Witt rounds out the volume with “the other castrati.” He discusses musical aesthetics, the connection of eunuchism with singing, dancing, drums, chirruping, and ululation across many cultures. Singing parts for high male voices are collected: the Phrygian “showstopper” climax of Euripides’ Orestes, Catullus 63, Juvenal 6, some epigrams in the Palatine Anthology, and other recondite texts. He concludes that the voice of the eunuch was considerably more prominent and more influential than we have yet realized — a motif of the collection.

Evaluating The Collection of Conference Papers

The editor’s introduction eschewed the opportunity for an overview of eunuch history in pre-modern times. This opportunity, if taken, might have glued together the disparate conference papers. They address material from the twentieth century BCE to the twentieth century CE, from Beijing westward around to Sacramento. The problem of “conference papers into book” has innumerable precedents, but here the consequences are exacerbated for a cross-cultural subject poorly documented in the “best” cases. The writer of the first essay, a survey of castration practices and purposes, is a renowned sexologist but not a historian of antiquity or the Byzantine period. His essay, helpful in itself and concise, did not provide the direction or the research agenda for the papers that follow. The diversity of topics is not paralleled, fortunately, in my opinion, in diversity of theoretical methods. Positivist historians, interested in genders, pick over the exiguous sources and try to extract facts from the nastier judgments of earlier generations. When visual evidence exists, it is usually mentioned (e.g., Llewellyn-Jones, Hales, not Lightfoot or Sideris) — although inadequately illustrated (only one Hollywood still for the early Near Eastern material). Where literary texts are the focus (e.g., Bardel, Abusch) close readings mine the evidence. The result is a collection of handsome fragments, and my review necessarily (I believe) reflects that disconnectedness. The reviewer’s disappointments derive from the failure to make sufficient sense of this puzzling, radical genital cutting, whether we think in terms of human history, cross-cultural studies, or gender studies. In the book’s defense, one might respond that the problematic and scrappy nature of the evidence for eunuchs permits neither any other approach nor the synthesis that I have sought for in vain.

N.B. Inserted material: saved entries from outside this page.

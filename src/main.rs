//! ==============================================================================
//! main.rs - omg-filter entry point
//! ==============================================================================
//!
//! purpose:
//!     connects to the broker, subscribes to the raw gateway stream and
//!     republishes validated, throttled readings.
//!
//! responsibilities:
//!     - load configuration (file, then environment)
//!     - install the tracing subscriber
//!     - run the mqtt event loop, feeding the filter runtime
//!     - serve the inspection api
//!     - periodic housekeeping (cache cleanup, store purge)
//!     - stop flush jobs on ctrl-c
//!
//! architecture:
//!
//!     ┌─────────────────────────────────────────────────────────────┐
//!     │                     omg-filter (this file)                  │
//!     │  ┌─────────────┐  ┌─────────────┐  ┌─────────────────────┐  │
//!     │  │ mqtt events │  │ api server  │  │ housekeeping        │  │
//!     │  │ (rumqttc)   │  │ (port 3000) │  │ (cache, store)      │  │
//!     │  └──────┬──────┘  └──────┬──────┘  └──────────┬──────────┘  │
//!     │         │                │                    │             │
//!     │         └────────────────┼────────────────────┘             │
//!     │                          │                                  │
//!     │                    ┌─────┴─────┐                            │
//!     │                    │  runtime  │ <- runtime.rs              │
//!     │                    └─────┬─────┘                            │
//!     │       (clone-able handle to registry, cache & forwarder)    │
//!     └──────────────────────────┼──────────────────────────────────┘
//!                                │ one flush task per device
//!                                ▼
//!                         downstream broker
//!
//! ==============================================================================

use anyhow::{Context, Result};
use omg_filter::api;
use omg_filter::clock::{Clock, SystemClock};
use omg_filter::store::{JsonlStore, MessageStore};
use omg_filter::transport::MqttTransport;
use omg_filter::{FilterConfig, FilterRuntime};
use std::sync::Arc;
use std::time::Duration;
use tokio::time::MissedTickBehavior;
use tracing::{error, info, warn};
use tracing_subscriber::{layer::SubscriberExt, util::SubscriberInitExt, EnvFilter};

#[tokio::main]
async fn main() -> Result<()> {
    // startup banner
    println!("===========================================================");
    println!("  omg-filter");
    println!("  OpenMQTTGateway telemetry filter & throttle");
    println!("===========================================================");

    // step 1: load configuration
    let config = FilterConfig::load_or_default();
    config.print_summary();

    // step 2: logging. RUST_LOG wins over the config file
    let filter = EnvFilter::try_from_default_env()
        .or_else(|_| EnvFilter::try_new(&config.logging.level))
        .unwrap_or_else(|_| EnvFilter::new("info"));
    tracing_subscriber::registry()
        .with(filter)
        .with(tracing_subscriber::fmt::layer())
        .init();

    // step 3: collaborators
    let clock: Arc<dyn Clock> = Arc::new(SystemClock);
    let (transport, events) = MqttTransport::connect(&config.mqtt);
    let store: Option<Arc<dyn MessageStore>> = if config.store.enabled {
        Some(Arc::new(JsonlStore::new(&config.store.path)))
    } else {
        None
    };

    // step 4: the filter itself
    let runtime = FilterRuntime::new(&config, Arc::new(transport), store.clone(), clock.clone())
        .context("invalid topic configuration")?;

    let mqtt_runtime = runtime.clone();
    tokio::spawn(events.run(move |topic, payload| {
        let runtime = mqtt_runtime.clone();
        async move { runtime.dispatch(&topic, payload).await }
    }));

    runtime.start().await.context("failed to subscribe to source topic")?;
    info!("Publishing to {}", config.topics.dst);

    // step 5: the inspection api
    if config.api.enabled {
        let api_runtime = runtime.clone();
        let port = config.api.port;
        tokio::spawn(async move {
            info!("API listening on http://0.0.0.0:{}", port);
            if let Err(e) = api::run_server(api_runtime, port).await {
                error!("API server error: {:#}", e);
            }
        });
    }

    // step 6: housekeeping
    spawn_cache_cleanup(runtime.clone(), config.cache.cleanup_interval_secs);
    if let Some(store) = store {
        spawn_store_purge(
            store,
            clock,
            config.store.retention_days,
            config.store.purge_interval_secs,
        );
    }

    println!("\n[RUNTIME] Filtering started. Ctrl-C to stop.");
    println!("────────────────────────────────────────────────────────────");

    tokio::signal::ctrl_c().await.context("failed to listen for ctrl-c")?;
    info!("Shutting down");
    runtime.shutdown().await;
    Ok(())
}

fn spawn_cache_cleanup(runtime: FilterRuntime, every_secs: u64) {
    tokio::spawn(async move {
        let mut ticker = tokio::time::interval(Duration::from_secs(every_secs.max(1)));
        ticker.set_missed_tick_behavior(MissedTickBehavior::Skip);
        loop {
            ticker.tick().await;
            let report = runtime.cleanup_cache().await;
            if report.deleted > 0 {
                info!(
                    deleted = report.deleted,
                    remaining = report.final_count,
                    "cache cleanup"
                );
            }
        }
    });
}

fn spawn_store_purge(
    store: Arc<dyn MessageStore>,
    clock: Arc<dyn Clock>,
    retention_days: i64,
    every_secs: u64,
) {
    tokio::spawn(async move {
        let mut ticker = tokio::time::interval(Duration::from_secs(every_secs.max(60)));
        ticker.set_missed_tick_behavior(MissedTickBehavior::Skip);
        loop {
            ticker.tick().await;
            let cutoff = clock.now() - chrono::Duration::days(retention_days);
            match store.purge_older_than(cutoff).await {
                Ok(0) => {}
                Ok(purged) => info!(purged, "purged stored messages older than {} days", retention_days),
                Err(e) => warn!("Store purge failed: {:#}", e),
            }
        }
    });
}
//! omg-filter: filters and throttles OpenMQTTGateway / rtl_433 sensor
//! telemetry between the gateways and the downstream broker.
//!
//! the binary in `main.rs` wires these modules to a real broker. tests and the
//! `replay` binary use the in-memory transport instead.

pub mod api;
pub mod cache;
pub mod clock;
pub mod config;
pub mod device;
pub mod error;
pub mod forwarder;
pub mod replay;
pub mod runtime;
pub mod stats;
pub mod store;
pub mod topic;
pub mod transport;
pub mod validation;

pub use config::FilterConfig;
pub use device::{DeviceReading, MqttMessage};
pub use error::{FilterError, TopicError};
pub use runtime::FilterRuntime;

An index is provided. Tougher tells us that “the growth of eunuch studies shows no sign of abating,” that interest in eunuch history is burgeoning. As with any specialized sub-sub-field, the outsider sometimes misses the significance what the experts are already excited about. I read this volume because I am a teacher of a Humanities course on “love and sexuality.” The reader of these essays, aside from Bullough’s introductory, will benefit from some familiarity with their context, be it Biblical, Byzantine, or Chinese history.